Finding a Speakeasy in Yangon
Finding a Speakeasy in Yangon
In Yangon, drinking mostly goes down in two very different camps. There are streetside “beer stations” serving cheap mugs of Myanmar Beer with plates of roasted nuts, and then there are hotel happy hours in bars named after Rudyard Kipling, with cocktails bearing cutesy names such as “Mandalay Sour.” Nothing against Myanmar Beer (which, compared with country-themed brews in the region tastes a little better than Cambodia’s Angkor but is not up there with Beer Laos), and nothing against hotel happy hours (which can offer a respite from the April heat), but both can get a little old.

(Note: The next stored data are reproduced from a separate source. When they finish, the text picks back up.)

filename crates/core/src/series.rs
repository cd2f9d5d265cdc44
use chrono::NaiveDate;
use serde::{Deserialize, Serialize};

/// One row of the sales dataset.
#[derive(Debug, Clone, PartialEq, Serialize, Deserialize)]
pub struct SalesRecord {
    pub item_id: String,
    pub date: NaiveDate,
    pub sales: f64,
    pub cat_id: String,
}

/// A single observation in the shape the forecasting model consumes.
#[derive(Debug, Clone, Copy, PartialEq, Serialize, Deserialize)]
pub struct SeriesPoint {
    pub ds: NaiveDate,
    pub y: f64,
}

impl SeriesPoint {
    #[must_use]
    pub const fn new(ds: NaiveDate, y: f64) -> Self {
        Self { ds, y }
    }
}

/// Row counts recorded while a product series was cleaned.
#[derive(Debug, Clone, Copy, Default, PartialEq, Eq, Serialize, Deserialize)]
pub struct CleaningStats {
    /// Rows in the most-recent window, before any cleaning.
    pub window_rows: usize,
    /// Rows left after dropping non-positive sales.
    pub positive_rows: usize,
    /// Rows the IQR filter flagged as outliers.
    pub outliers_flagged: usize,
    /// Whether the IQR-filtered set replaced the positive-only set.
    pub outlier_filter_applied: bool,
}

/// Date-ordered, cleaned observations for one product.
#[derive(Debug, Clone, PartialEq, Serialize, Deserialize)]
pub struct ProductSeries {
    pub product_id: String,
    pub cat_id: String,
    pub points: Vec<SeriesPoint>,
    pub stats: CleaningStats,
}

impl ProductSeries {
    #[must_use]
    pub fn len(&self) -> usize {
        self.points.len()
    }

    #[must_use]
    pub fn is_empty(&self) -> bool {
        self.points.is_empty()
    }

    /// Observed values in date order.
    #[must_use]
    pub fn values(&self) -> Vec<f64> {
        self.points.iter().map(|p| p.y).collect()
    }

    #[must_use]
    pub fn last_date(&self) -> Option<NaiveDate> {
        self.points.last().map(|p| p.ds)
    }

    /// The last `n` observed values (all of them when fewer exist).
    #[must_use]
    pub fn tail_values(&self, n: usize) -> Vec<f64> {
        let start = self.points.len().saturating_sub(n);
        self.points[start..].iter().map(|p| p.y).collect()
    }
}
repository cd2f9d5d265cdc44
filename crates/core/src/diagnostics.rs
//! Non-fatal advisories raised during a forecast request.
//!
//! Diagnostics never change the returned result. They are collected per call
//! and also emitted through `tracing` so hosts can choose how to surface them.

use serde::{Deserialize, Serialize};
use std::fmt;

#[derive(Debug, Clone, PartialEq, Eq, Serialize, Deserialize)]
#[serde(tag = "kind", rename_all = "snake_case")]
pub enum Diagnostic {
    /// The product window holds fewer rows than the reliability threshold.
    LowData {
        product_id: String,
        rows: usize,
        minimum: usize,
    },
}

impl fmt::Display for Diagnostic {
    fn fmt(&self, f: &mut fmt::Formatter<'_>) -> fmt::Result {
        match self {
            Self::LowData {
                product_id,
                rows,
                minimum,
            } => write!(
                f,
                "Only {rows} rows for {product_id} (fewer than {minimum}). Forecast may be unreliable."
            ),
        }
    }
}

/// Collector handed to each pipeline call.
#[derive(Debug, Clone, Default, PartialEq, Eq)]
pub struct Diagnostics {
    items: Vec<Diagnostic>,
}

impl Diagnostics {
    #[must_use]
    pub fn new() -> Self {
        Self::default()
    }

    /// Records a diagnostic and logs it at `warn`.
    pub fn push(&mut self, diagnostic: Diagnostic) {
        tracing::warn!("{diagnostic}");
        self.items.push(diagnostic);
    }

    #[must_use]
    pub fn is_empty(&self) -> bool {
        self.items.is_empty()
    }

    #[must_use]
    pub fn len(&self) -> usize {
        self.items.len()
    }

    pub fn iter(&self) -> impl Iterator<Item = &Diagnostic> {
        self.items.iter()
    }

    #[must_use]
    pub fn into_vec(self) -> Vec<Diagnostic> {
        self.items
    }
}

#[cfg(test)]
mod tests {
    use super::*;

    #[test]
    fn low_data_message_mentions_row_count() {
        let d = Diagnostic::LowData {
            product_id: "FOODS_1_001".to_string(),
            rows: 9,
            minimum: 14,
        };
        let text = d.to_string();
        assert!(text.contains("Only 9 rows"));
        assert!(text.contains("unreliable"));
    }

    #[test]
    fn push_collects_in_order() {
        let mut diagnostics = Diagnostics::new();
        assert!(diagnostics.is_empty());
        diagnostics.push(Diagnostic::LowData {
            product_id: "A".to_string(),
            rows: 1,
            minimum: 14,
        });
        diagnostics.push(Diagnostic::LowData {
            product_id: "B".to_string(),
            rows: 2,
            minimum: 14,
        });
        let ids: Vec<_> = diagnostics
            .iter()
            .map(|Diagnostic::LowData { product_id, .. }| product_id.as_str())
            .collect();
        assert_eq!(ids, vec!["A", "B"]);
        assert_eq!(diagnostics.len(), 2);
    }
}
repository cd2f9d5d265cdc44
//! Error taxonomy for the forecasting pipeline.
//!
//! Internal steps fail with a specific [`ForecastError`]. The public
//! boundary ([`crate::engine::ForecastEngine::run`]) normalizes every error
//! into an [`crate::outcome::ErrorResult`] so callers always receive one of
//! the two result shapes.

use serde::{Deserialize, Serialize};
use thiserror::Error;

/// Coarse classification of a [`ForecastError`].
#[derive(Debug, Clone, Copy, PartialEq, Eq, Serialize, Deserialize)]
#[serde(rename_all = "snake_case")]
pub enum ErrorKind {
    /// Dataset file missing, or requested product absent.
    NotFound,
    /// Dataset lacks a required column or holds an unreadable cell.
    Schema,
    /// Cleaning, fitting, or prediction failed.
    ComputationFault,
}

/// Errors raised while preparing, fitting, or deciding on a forecast.
#[derive(Debug, Clone, PartialEq, Error)]
pub enum ForecastError {
    /// The dataset path does not resolve to a readable file.
    #[error("Dataset not found at {path}")]
    DatasetNotFound {
        /// Path that was requested.
        path: String,
    },

    /// A required column is missing from the dataset header.
    #[error("CSV must contain '{column}' column.")]
    MissingColumn {
        /// Name of the absent column.
        column: String,
    },

    /// A row could not be parsed.
    #[error("Invalid record on line {line}: {reason}")]
    InvalidRecord {
        /// 1-based line number in the source file.
        line: u64,
        /// Parser message.
        reason: String,
    },

    /// No row matches the requested product.
    #[error("Product ID '{product_id}' not found.")]
    ProductNotFound {
        /// Product identifier that was requested.
        product_id: String,
    },

    /// Too few observations to run a computation.
    #[error("Insufficient data: {actual} rows available, at least {required} required")]
    InsufficientData {
        /// Minimum number of rows needed.
        required: usize,
        /// Number of rows present.
        actual: usize,
    },

    /// Any other failure during cleaning, fitting, or prediction.
    #[error("Computation failed: {reason}")]
    Computation {
        /// Description of the failure.
        reason: String,
    },
}

impl ForecastError {
    /// Returns the taxonomy bucket this error belongs to.
    #[must_use]
    pub const fn kind(&self) -> ErrorKind {
        match self {
            Self::DatasetNotFound { .. } | Self::ProductNotFound { .. } => ErrorKind::NotFound,
            Self::MissingColumn { .. } | Self::InvalidRecord { .. } => ErrorKind::Schema,
            Self::InsufficientData { .. } | Self::Computation { .. } => {
                ErrorKind::ComputationFault
            }
        }
    }

    /// Shorthand for a [`ForecastError::Computation`].
    pub fn computation(reason: impl Into<String>) -> Self {
        Self::Computation {
            reason: reason.into(),
        }
    }
}
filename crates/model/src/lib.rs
//! Forecasting models implementing the `ForecastModel` capability.

pub mod additive;

pub use additive::{AdditiveFit, AdditiveSeasonalModel, MIN_SEASONAL_SPAN_DAYS};

use demand_forecast_core::ModelConfig;

impl From<&ModelConfig> for AdditiveSeasonalModel {
    fn from(config: &ModelConfig) -> Self {
        Self::new(config.weekly_seasonality)
    }
}
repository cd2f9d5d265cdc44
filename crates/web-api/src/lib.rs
pub mod handlers;
pub mod server;

pub use handlers::{AppState, ForecastQuery};
pub use server::ApiServer;
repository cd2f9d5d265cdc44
//! Sales data access for the demand forecasting pipeline.
//!
//! This crate provides:
//! - CSV dataset loading with required-column validation
//! - The series preparer (windowing, positive filter, IQR cleaning)
//! - The option lister feeding category/product selectors

pub mod csv_storage;
pub mod dataset;
pub mod options;
pub mod preparer;

pub use csv_storage::CsvStorage;
pub use dataset::{parse_date, SalesDataset, REQUIRED_COLUMNS};
pub use options::{categories, list_options, products_in_category, ProductOption};
pub use preparer::{prepare, prepare_records, CsvSeriesPreparer, PrepareSettings};
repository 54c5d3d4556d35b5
//! Infrastructure layer: I/O implementations and DI container
//!
//! This layer implements I/O boundary traits and wires up services.

pub mod di;
pub mod error;
pub mod traits;

pub use error::{InfraError, InfraResult};
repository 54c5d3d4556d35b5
//! Application-level errors (wraps domain errors)

use std::path::PathBuf;
use thiserror::Error;

use crate::domain::DomainError;

/// Application errors wrap domain errors and add application-level context.
#[derive(Error, Debug)]
pub enum ApplicationError {
    #[error("{0}")]
    Domain(#[from] DomainError),

    #[error("missing credential: environment variable {0} is unset or empty")]
    MissingCredential(&'static str),

    #[error("package directory not found: {0}")]
    PackageNotFound(PathBuf),

    #[error("no Python sources found under: {0}")]
    NoSources(PathBuf),

    #[error("config error: {message}")]
    Config { message: String },

    #[error("operation failed: {context}")]
    OperationFailed {
        context: String,
        #[source]
        source: Box<dyn std::error::Error + Send + Sync>,
    },
}

/// Result type for application layer operations.
pub type ApplicationResult<T> = Result<T, ApplicationError>;
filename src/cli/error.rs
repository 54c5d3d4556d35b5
//! CLI-level errors (wraps infrastructure errors)

use thiserror::Error;

use crate::application::ApplicationError;
use crate::domain::TargetRegistry;
use crate::exitcode;
use crate::infrastructure::InfraError;

/// CLI errors are the top-level error type.
/// These are what get displayed to the user.
#[derive(Error, Debug)]
pub enum CliError {
    #[error("{0}")]
    Infra(#[from] InfraError),

    #[error("unknown target '{name}'\n\nUsage: pydev [OPTIONS] <TARGET> [ARGS]...\n\nValid targets: {valid}")]
    UnknownTarget { name: String, valid: String },

    #[error("invalid arguments: {0}")]
    InvalidArgs(String),

    #[error("{0}")]
    Usage(String),
}

/// Result type for CLI operations.
pub type CliResult<T> = Result<T, CliError>;

impl From<ApplicationError> for CliError {
    fn from(e: ApplicationError) -> Self {
        CliError::Infra(InfraError::Application(e))
    }
}

impl CliError {
    pub fn unknown_target(name: &str, registry: &TargetRegistry) -> Self {
        CliError::UnknownTarget {
            name: name.to_string(),
            valid: registry.names().join(", "),
        }
    }

    /// Get the appropriate exit code for this error.
    ///
    /// Tool failures propagate the tool's own code.
    pub fn exit_code(&self) -> i32 {
        match self {
            CliError::UnknownTarget { .. } | CliError::InvalidArgs(_) | CliError::Usage(_) => {
                exitcode::USAGE
            }
            CliError::Infra(e) => match e {
                InfraError::ToolNotFound { .. } => exitcode::NOT_FOUND,
                InfraError::ToolFailed { code, .. } => *code,
                InfraError::ToolKilled { signal, .. } => exitcode::SIGNAL_BASE + signal,
                InfraError::Io { .. } => exitcode::IOERR,
                InfraError::Application(app) => match app {
                    ApplicationError::MissingCredential(_) => exitcode::FAILURE,
                    ApplicationError::PackageNotFound(_) | ApplicationError::NoSources(_) => {
                        exitcode::NOINPUT
                    }
                    ApplicationError::Config { .. } => exitcode::CONFIG,
                    ApplicationError::OperationFailed { .. } => exitcode::IOERR,
                    ApplicationError::Domain(_) => exitcode::SOFTWARE,
                },
            },
        }
    }
}

#[cfg(test)]
mod tests {
    use super::*;
    use rstest::rstest;
    use std::path::PathBuf;

    fn tool_failed(code: i32) -> CliError {
        InfraError::ToolFailed {
            program: "pylint".into(),
            code,
        }
        .into()
    }

    #[rstest]
    #[case(CliError::unknown_target("foo", &TargetRegistry::standard()), 2)]
    #[case(CliError::Usage("lint takes no arguments".into()), 2)]
    #[case(CliError::InvalidArgs("unexpected argument '--bogus'".into()), 2)]
    #[case(InfraError::ToolNotFound { program: "isort".into() }.into(), 127)]
    #[case(tool_failed(4), 4)]
    #[case(tool_failed(30), 30)]
    #[case(InfraError::ToolKilled { program: "mypy".into(), signal: 2 }.into(), 130)]
    #[case(ApplicationError::MissingCredential("PYPI_USERNAME").into(), 1)]
    #[case(ApplicationError::NoSources(PathBuf::from("pkg")).into(), 66)]
    #[case(ApplicationError::Config { message: "bad".into() }.into(), 78)]
    fn given_error_when_exit_code_then_maps(#[case] err: CliError, #[case] expected: i32) {
        assert_eq!(err.exit_code(), expected);
    }

    #[test]
    fn given_unknown_target_when_displayed_then_lists_valid_targets() {
        let msg = CliError::unknown_target("foo", &TargetRegistry::standard()).to_string();
        assert!(msg.contains("unknown target 'foo'"));
        assert!(msg.contains("config, help, imports, lint, publish"));
    }
}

Enter Blind Tiger. Actually, enter a number of upmarket bars in the past year that aren’t as cool as Blind Tiger, for the sole reason that they aren’t located in an apartment with soundproof walls. Marketing itself as Yangon’s first speakeasy, Blind Tiger (the name, like blind pig, used to be code for a bar during prohibition in the US), is on the first floor of an unremarkable building near the downtown area. In typical speakeasy fashion, there are no signs on the outside, with only a painted tiger paw on the wall just within the entrance’s gate. I’d been trying to go to the bar for weeks, but there was one problem. I kept showing up when it was closed. It strictly shuts at around 10pm, letting no one in through its locked gate. Who wants to go to a speakeasy before 10?
But I finally made it one night around sunset. We walked up the building and went to the back of the first floor, led by a security guard. He knocked on the door and a slat opened, where I half-expected to be asked the secret password. After a moment, the waters parted and we were in. When I was a kid, the scene that stuck with me most from the C.S. Lewis novel The Lion, the Witch and the Wardrobe was when the protagonist passes through the drab dresser and enters another world. Yeah, you and 10,000 other kids buddy. I know. But I can think of no other way to describe how it felt to cross the threshold from sultry apartment block hallway in Yangon, with the humming of air conditioning units as the only sounds, to an enormous room with a long bar, seats upholstered in black and red leather, and speakers playing period music from the 1930s. You know it’s music from the 1930s when one of the song lyrics goes something like this: “The dumber they come, the better I like’em, cause the dumb ones know how to make lovvvvve!” Prohibition must have driven people a little insane.
The speakeasy plays up the speakeasy vibe. In the bathroom stalls, miniature speakers give little lessons about prohibition. The room is dimly lit and slightly nefarious. There’s no cellphone service. But there is wi-fi, and guess what the password is? Speakeasy, of course. One thing that quickly becomes apparent is that Blind Tiger isn’t really a speakeasy. In fact, much of it comes off as depressingly legal and law-abiding. Also, there are “tapas.” Oh well. I went looking for bathtub gin Myanmar style and found a mango tango margarita for $5. But there’s nothing like Blind Tiger in Yangon, even if it doesn’t feel like it’s in Yangon, which is okay, because the city is still close by, just on the other side of the wardrobe.